Go jokes
Mrs. Kadie, I just heard about a FGTEEV video about vegan nuggets.
Duddy: Sup FGTEEVERS, me and James Marsden just got some Chick-fil-A.
Viewers: Got ya again Mrs. Kadie.
Mrs. Kadie: Vincent and James, I am going to push you off your roof.
Duddy and James: AHHHHHHH!
What college can Stephen Hawking not go to? Spelman University.
Why did the rock not risk going to the other side of the road?
It's a damn rock, mate. It's not gonna walk!
You are like a thunderstorm; when you go away, like your dad, everyone is happy.
You're so fat, every time you go in the elevator, it goes down.
Memes
Why go to sleep because he was bossy?
Dad: I'll pay you 10 bucks for every day you don't tell a lie.
Next day:
Dad: Son, what's the ugliest thing you've ever seen?
Son: That ugly face of yours, go get a life, gosh, Dad, you're embarrassing.

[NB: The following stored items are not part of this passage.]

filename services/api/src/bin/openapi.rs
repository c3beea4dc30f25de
//! services/api/src/bin/openapi.rs
//!
//! Writes the OpenAPI 3 document for the REST API to `openapi.json`, or to the
//! path given as the first argument.

use api_lib::web::rest::ApiDoc;
use utoipa::OpenApi;

fn write_openapi(
    api_doc: utoipa::openapi::OpenApi,
    path: &str,
) -> Result<(), Box<dyn std::error::Error>> {
    let spec_json = api_doc.to_pretty_json()?;
    std::fs::write(path, spec_json)?;
    println!("OpenAPI document written to {}", path);
    Ok(())
}

fn main() -> Result<(), Box<dyn std::error::Error>> {
    let path = std::env::args()
        .nth(1)
        .unwrap_or_else(|| "openapi.json".to_string());
    write_openapi(ApiDoc::openapi(), &path)?;
    Ok(())
}
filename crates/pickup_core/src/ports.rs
//! crates/pickup_core/src/ports.rs
//!
//! Defines the service contracts (traits) the core depends on.
//! These traits form the boundary of the hexagonal architecture, so the core
//! never knows which database or clock sits behind them.

use async_trait::async_trait;
use chrono::{DateTime, NaiveDate, NaiveDateTime, Utc};
use rust_decimal::Decimal;
use std::collections::HashMap;
use uuid::Uuid;

use crate::domain::{
    Order, OrderStatus, Product, ProductConfig, PublicOrderProjection, Role, StaffCredentials,
    StaffMember,
};
use crate::ledger::{Reserved, SlotCounter, SlotFull};

//=========================================================================================
// Generic Port Error and Result Types
//=========================================================================================

/// A generic error type for all port operations.
/// This abstracts away the specific errors from external services (e.g., database).
#[derive(Debug, thiserror::Error)]
pub enum PortError {
    #[error("Item not found: {0}")]
    NotFound(String),
    /// A uniqueness constraint was hit (e.g. a tracking code already in use).
    #[error("Conflict: {0}")]
    Conflict(String),
    /// The store gave up on a transaction because of concurrent writers. Safe to retry.
    #[error("Contention: {0}")]
    Contention(String),
    #[error(transparent)]
    SlotFull(#[from] SlotFull),
    #[error("An unexpected error occurred: {0}")]
    Unexpected(String),
    #[error("Unauthorized")]
    Unauthorized,
}

/// A convenience type alias for `Result<T, PortError>`.
pub type PortResult<T> = Result<T, PortError>;

//=========================================================================================
// Query and Patch Types
//=========================================================================================

#[derive(Debug, Clone, Default, PartialEq, Eq)]
pub struct OrderFilter {
    pub pickup_date: Option<NaiveDate>,
    pub open_only: bool,
}

impl OrderFilter {
    pub fn matches(&self, order: &Order) -> bool {
        self.pickup_date.map_or(true, |d| order.pickup_date == d)
            && (!self.open_only || order.status.is_open())
    }
}

#[derive(Debug, Clone)]
pub struct NewProduct {
    pub name: String,
    pub price: Decimal,
    pub category: Option<String>,
    pub config: Option<ProductConfig>,
}

/// Partial product update. `None` leaves a field unchanged.
#[derive(Debug, Clone, Default)]
pub struct ProductPatch {
    pub name: Option<String>,
    pub price: Option<Decimal>,
    pub active: Option<bool>,
    pub category: Option<Option<String>>,
    pub config: Option<Option<ProductConfig>>,
}

impl ProductPatch {
    pub fn apply(self, product: &mut Product) {
        if let Some(name) = self.name {
            product.name = name;
        }
        if let Some(price) = self.price {
            product.price = price;
        }
        if let Some(active) = self.active {
            product.active = active;
        }
        if let Some(category) = self.category {
            product.category = category;
        }
        if let Some(config) = self.config {
            product.config = config;
        }
    }
}

//=========================================================================================
// Service Ports (Traits)
//=========================================================================================

#[async_trait]
pub trait OrderStore: Send + Sync {
    // --- Admission ---

    /// Reserves one unit on the order's slot counter and inserts the order, as one
    /// atomic unit. The counter decision must go through [`SlotCounter::reserve`]
    /// while the counter is held exclusively. Fails with `SlotFull` (nothing
    /// written), `Conflict` if the tracking code is taken, or `Contention`.
    async fn admit_order(&self, order: &Order, slot_limit: u32) -> PortResult<Reserved>;

    /// Writes the public order projection and the capacity projection for `order`.
    /// Called after `admit_order` committed; failures must not undo the order.
    /// Both writes are insert-if-absent: an existing public record keeps its
    /// status, which only `set_public_status` changes.
    async fn publish_projections(&self, order: &Order, updated_at: DateTime<Utc>) -> PortResult<()>;

    // --- Orders ---
    async fn get_order(&self, order_id: Uuid) -> PortResult<Order>;

    async fn list_orders(&self, filter: &OrderFilter) -> PortResult<Vec<Order>>;

    /// Orders whose pickup date lies in `[from, to]`, for reporting.
    async fn orders_between(&self, from: NaiveDate, to: NaiveDate) -> PortResult<Vec<Order>>;

    async fn set_order_status(&self, order_id: Uuid, status: OrderStatus) -> PortResult<()>;

    // --- Public projections ---
    async fn set_public_status(
        &self,
        code: &str,
        status: OrderStatus,
        updated_at: DateTime<Utc>,
    ) -> PortResult<()>;

    async fn get_public_order(&self, code: &str) -> PortResult<PublicOrderProjection>;

    /// Number of capacity projection entries per slot start minute on `pickup_date`.
    async fn capacity_usage(&self, pickup_date: NaiveDate) -> PortResult<HashMap<u32, u32>>;

    async fn slot_counter(
        &self,
        pickup_date: NaiveDate,
        start_minute: u32,
    ) -> PortResult<Option<SlotCounter>>;

    // --- Diagnostics ---
    async fn health_check(&self) -> PortResult<()>;

    fn backend_name(&self) -> &'static str;
}

#[async_trait]
pub trait Catalog: Send + Sync {
    async fn get_product(&self, product_id: Uuid) -> PortResult<Product>;

    async fn list_products(&self, active_only: bool) -> PortResult<Vec<Product>>;

    async fn create_product(&self, product: NewProduct) -> PortResult<Product>;

    async fn update_product(&self, product_id: Uuid, patch: ProductPatch) -> PortResult<Product>;

    async fn delete_product(&self, product_id: Uuid) -> PortResult<()>;
}

#[async_trait]
pub trait StaffDirectory: Send + Sync {
    async fn create_staff(
        &self,
        email: &str,
        hashed_password: &str,
        role: Role,
    ) -> PortResult<StaffMember>;

    async fn get_staff_by_email(&self, email: &str) -> PortResult<StaffCredentials>;

    async fn create_auth_session(
        &self,
        session_id: &str,
        staff_id: Uuid,
        expires_at: DateTime<Utc>,
    ) -> PortResult<()>;

    /// Returns the role of the staff member owning an unexpired session.
    async fn validate_auth_session(&self, session_id: &str) -> PortResult<Role>;

    async fn delete_auth_session(&self, session_id: &str) -> PortResult<()>;
}

/// Source of "now". Slot minutes and pickup dates use local wall-clock time.
pub trait Clock: Send + Sync {
    fn local_now(&self) -> NaiveDateTime;

    fn utc_now(&self) -> DateTime<Utc>;
}
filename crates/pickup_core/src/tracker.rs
//! crates/pickup_core/src/tracker.rs
//!
//! Staff-driven order status changes, fanned out to the customer-facing record.
//!
//! The internal order and its public projection are two separate writes. The
//! internal write decides success; a failed projection write is logged for the
//! operator and reported back, and a missing projection is rebuilt from the order.

use crate::code::normalize_code;
use crate::domain::{Caller, Order, OrderStatus, PublicOrderProjection};
use crate::ports::{Clock, OrderFilter, OrderStore, PortError};
use chrono::{DateTime, Utc};
use serde::Serialize;
use std::sync::Arc;
use tracing::{error, info, warn};
use uuid::Uuid;

#[derive(Debug, thiserror::Error)]
pub enum TrackerError {
    #[error("staff access required")]
    Forbidden,
    #[error("not found: {0}")]
    NotFound(String),
    #[error(transparent)]
    Port(PortError),
}

impl TrackerError {
    pub fn code(&self) -> &'static str {
        match self {
            TrackerError::Forbidden => "permission-denied",
            TrackerError::NotFound(_) => "not-found",
            TrackerError::Port(_) => "internal",
        }
    }

    pub fn reason(&self) -> &'static str {
        match self {
            TrackerError::Forbidden => "staff_only",
            TrackerError::NotFound(_) => "unknown_order",
            TrackerError::Port(_) => "store_failure",
        }
    }
}

impl From<PortError> for TrackerError {
    fn from(e: PortError) -> Self {
        match e {
            PortError::NotFound(what) => TrackerError::NotFound(what),
            PortError::Unauthorized => TrackerError::Forbidden,
            other => TrackerError::Port(other),
        }
    }
}

/// Outcome of a status change. `projection_synced` is false when customers may
/// still see the previous status.
#[derive(Debug, Clone, Serialize)]
pub struct StatusChange {
    pub order_id: Uuid,
    pub code: String,
    pub status: OrderStatus,
    pub pickup_time_label: String,
    pub updated_at: DateTime<Utc>,
    pub projection_synced: bool,
}

#[derive(Clone)]
pub struct StatusTracker {
    store: Arc<dyn OrderStore>,
    clock: Arc<dyn Clock>,
}

impl StatusTracker {
    pub fn new(store: Arc<dyn OrderStore>, clock: Arc<dyn Clock>) -> Self {
        Self { store, clock }
    }

    /// Sets `status` on the order identified by `order_id` and `code`.
    ///
    /// Every transition is allowed. An id/code pair that does not match one order
    /// is treated as unknown.
    pub async fn set_status(
        &self,
        caller: &Caller,
        order_id: Uuid,
        code: &str,
        status: OrderStatus,
    ) -> Result<StatusChange, TrackerError> {
        if !caller.is_staff() {
            return Err(TrackerError::Forbidden);
        }

        let mut order = self.store.get_order(order_id).await?;
        if order.code != normalize_code(code) {
            return Err(TrackerError::NotFound(format!(
                "order {} with code {}",
                order_id, code
            )));
        }

        self.store.set_order_status(order_id, status).await?;
        order.status = status;
        let updated_at = self.clock.utc_now();
        info!(order_id = %order.id, code = %order.code, %status, "Order status changed");

        let projection_synced = self.sync_projection(&order, updated_at).await;

        Ok(StatusChange {
            order_id: order.id,
            code: order.code,
            status,
            pickup_time_label: order.pickup_time_label,
            updated_at,
            projection_synced,
        })
    }

    async fn sync_projection(&self, order: &Order, updated_at: DateTime<Utc>) -> bool {
        let result = match self
            .store
            .set_public_status(&order.code, order.status, updated_at)
            .await
        {
            Err(PortError::NotFound(_)) => {
                warn!(code = %order.code, "Public projection missing, rebuilding it");
                match self.store.publish_projections(order, updated_at).await {
                    // A late admission write may have won the insert.
                    Ok(()) => {
                        self.store
                            .set_public_status(&order.code, order.status, updated_at)
                            .await
                    }
                    Err(e) => Err(e),
                }
            }
            other => other,
        };

        match result {
            Ok(()) => true,
            Err(e) => {
                error!(
                    order_id = %order.id,
                    code = %order.code,
                    status = %order.status,
                    error = %e,
                    "Public projection write failed; customers see a stale status"
                );
                false
            }
        }
    }

    /// The customer-facing record for a tracking code. Open to anyone.
    pub async fn public_status(&self, code: &str) -> Result<PublicOrderProjection, TrackerError> {
        Ok(self.store.get_public_order(&normalize_code(code)).await?)
    }

    /// Orders for the staff board, sorted by pickup time.
    pub async fn list_orders(
        &self,
        caller: &Caller,
        filter: &OrderFilter,
    ) -> Result<Vec<Order>, TrackerError> {
        if !caller.is_staff() {
            return Err(TrackerError::Forbidden);
        }
        let mut orders = self.store.list_orders(filter).await?;
        orders.sort_by(|a, b| {
            (a.pickup_date, a.pickup_start_minute, a.created_at)
                .cmp(&(b.pickup_date, b.pickup_start_minute, b.created_at))
        });
        Ok(orders)
    }

    pub async fn get_order(&self, caller: &Caller, order_id: Uuid) -> Result<Order, TrackerError> {
        if !caller.is_staff() {
            return Err(TrackerError::Forbidden);
        }
        Ok(self.store.get_order(order_id).await?)
    }
}
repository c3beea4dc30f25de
pub mod adapters;
pub mod config;
pub mod error;
pub mod web;
//=========================================================================================
// `OrderStore` Trait Implementation
//=========================================================================================

#[async_trait]
impl OrderStore for InMemoryStore {
    async fn admit_order(&self, order: &Order, slot_limit: u32) -> PortResult<Reserved> {
        if take_one(&self.pending_contention) {
            return Err(PortError::Contention("injected contention".to_string()));
        }

        let mut tables = self.tables()?;
        if take_one(&self.pending_conflicts) || tables.codes.contains_key(&order.code) {
            return Err(PortError::Conflict(format!("code {} already in use", order.code)));
        }

        let key = SlotKey::new(order.pickup_date, order.pickup_start_minute);
        let mut counter = tables
            .counters
            .get(&key)
            .cloned()
            .unwrap_or_else(|| SlotCounter::empty(key, &order.pickup_time_label, order.created_at));
        let reserved = counter.reserve(slot_limit, order.created_at)?;

        tables.counters.insert(key, counter);
        tables.codes.insert(order.code.clone(), order.id);
        tables.orders.insert(order.id, order.clone());
        Ok(reserved)
    }

    async fn publish_projections(&self, order: &Order, updated_at: DateTime<Utc>) -> PortResult<()> {
        if self.fail_projections.load(Ordering::SeqCst) {
            return Err(PortError::Unexpected("projection write failed".to_string()));
        }
        self.public_orders
            .write()
            .map_err(poisoned)?
            .entry(order.code.clone())
            .or_insert_with(|| order.public_projection(updated_at));
        self.capacity
            .write()
            .map_err(poisoned)?
            .entry(order.id)
            .or_insert_with(|| order.capacity_projection());
        Ok(())
    }

    async fn get_order(&self, order_id: Uuid) -> PortResult<Order> {
        self.tables()?
            .orders
            .get(&order_id)
            .cloned()
            .ok_or_else(|| PortError::NotFound(format!("Order {} not found", order_id)))
    }

    async fn list_orders(&self, filter: &OrderFilter) -> PortResult<Vec<Order>> {
        let mut orders: Vec<Order> = self
            .tables()?
            .orders
            .values()
            .filter(|o| filter.matches(o))
            .cloned()
            .collect();
        orders.sort_by_key(|o| (o.pickup_date, o.pickup_start_minute, o.created_at));
        Ok(orders)
    }

    async fn orders_between(&self, from: NaiveDate, to: NaiveDate) -> PortResult<Vec<Order>> {
        let mut orders: Vec<Order> = self
            .tables()?
            .orders
            .values()
            .filter(|o| o.pickup_date >= from && o.pickup_date <= to)
            .cloned()
            .collect();
        orders.sort_by_key(|o| (o.pickup_date, o.created_at));
        Ok(orders)
    }

    async fn set_order_status(&self, order_id: Uuid, status: OrderStatus) -> PortResult<()> {
        let mut tables = self.tables()?;
        let order = tables
            .orders
            .get_mut(&order_id)
            .ok_or_else(|| PortError::NotFound(format!("Order {} not found", order_id)))?;
        order.status = status;
        Ok(())
    }

    async fn set_public_status(
        &self,
        code: &str,
        status: OrderStatus,
        updated_at: DateTime<Utc>,
    ) -> PortResult<()> {
        if self.fail_projections.load(Ordering::SeqCst) {
            return Err(PortError::Unexpected("projection write failed".to_string()));
        }
        let mut public = self.public_orders.write().map_err(poisoned)?;
        let record = public
            .get_mut(code)
            .ok_or_else(|| PortError::NotFound(format!("Tracking record {} not found", code)))?;
        record.status = status;
        record.updated_at = updated_at;
        Ok(())
    }

    async fn get_public_order(&self, code: &str) -> PortResult<PublicOrderProjection> {
        self.public_orders
            .read()
            .map_err(poisoned)?
            .get(code)
            .cloned()
            .ok_or_else(|| PortError::NotFound(format!("Tracking record {} not found", code)))
    }

    async fn capacity_usage(&self, pickup_date: NaiveDate) -> PortResult<HashMap<u32, u32>> {
        let mut usage = HashMap::new();
        for entry in self.capacity.read().map_err(poisoned)?.values() {
            if entry.pickup_date == pickup_date {
                *usage.entry(entry.pickup_start_minute).or_insert(0) += 1;
            }
        }
        Ok(usage)
    }

    async fn slot_counter(
        &self,
        pickup_date: NaiveDate,
        start_minute: u32,
    ) -> PortResult<Option<SlotCounter>> {
        Ok(self
            .tables()?
            .counters
            .get(&SlotKey::new(pickup_date, start_minute))
            .cloned())
    }

    async fn health_check(&self) -> PortResult<()> {
        self.tables().map(|_| ())
    }

    fn backend_name(&self) -> &'static str {
        "memory"
    }
}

The dad sulked for 3 whole years.
Proof that words really can hurt.
Why did your father go away?
'Cause he needs da milk.
Why don't humans eat raw meat? Because they use technology to cry about raw meat is good. Go and leave, bro, I'm going to eat sushi.
When you tell her you are about to "COME," she says no, don't, please just keep going.
Shenron: THAT IS BEYOND MY POWER.
I accidentally said, "Go cry to your mom," to an orphan. 😭
Did your dad ever tell you he was going to get milk... But then never came back lol? 😅
Dad: Are you gay?
Kid: Yes.
10 days later.
Kid: I’m going to my girlfriend's house.
Dad: I thought you were gay?
Kid: What’s wrong with you? He’s the girly girl of our relationship, dumba**.
Dad: Don’t swear and okay, bud.
Your mom was so fat that she couldn't have a man and couldn't go through the door.
I'M JOKING, DON'T GET MAD!
Best pick up line EVER.
There is an app on your phone called ringer. Go into it. There is a 12 to 15 digit number. Enter that into my phone, my dick will get 12 to 15 inches longer.
"Mommy, Mommy! Are we going to live forever?"
"Only in your dreams."
Why does Zac say he works at McDonald's? Because Aaron go errrrrrrrrrrrrrrrrrrrrr.
I went to the store because I had to go to school to run up downstairs because my phone started calling me because I was playing Mario Kart on my kitchen sink's baby grandma, like if you cry every time.
When a 68 year old teacher says: "I am going to tackle an intruder if I have to!"
Me: "Oh hell nah"
Alright class, the person who answers my next question gets to go home.
Then a guy throws a pencil. The teacher asks, "Who threw that pencil?" "I did, I get to go home."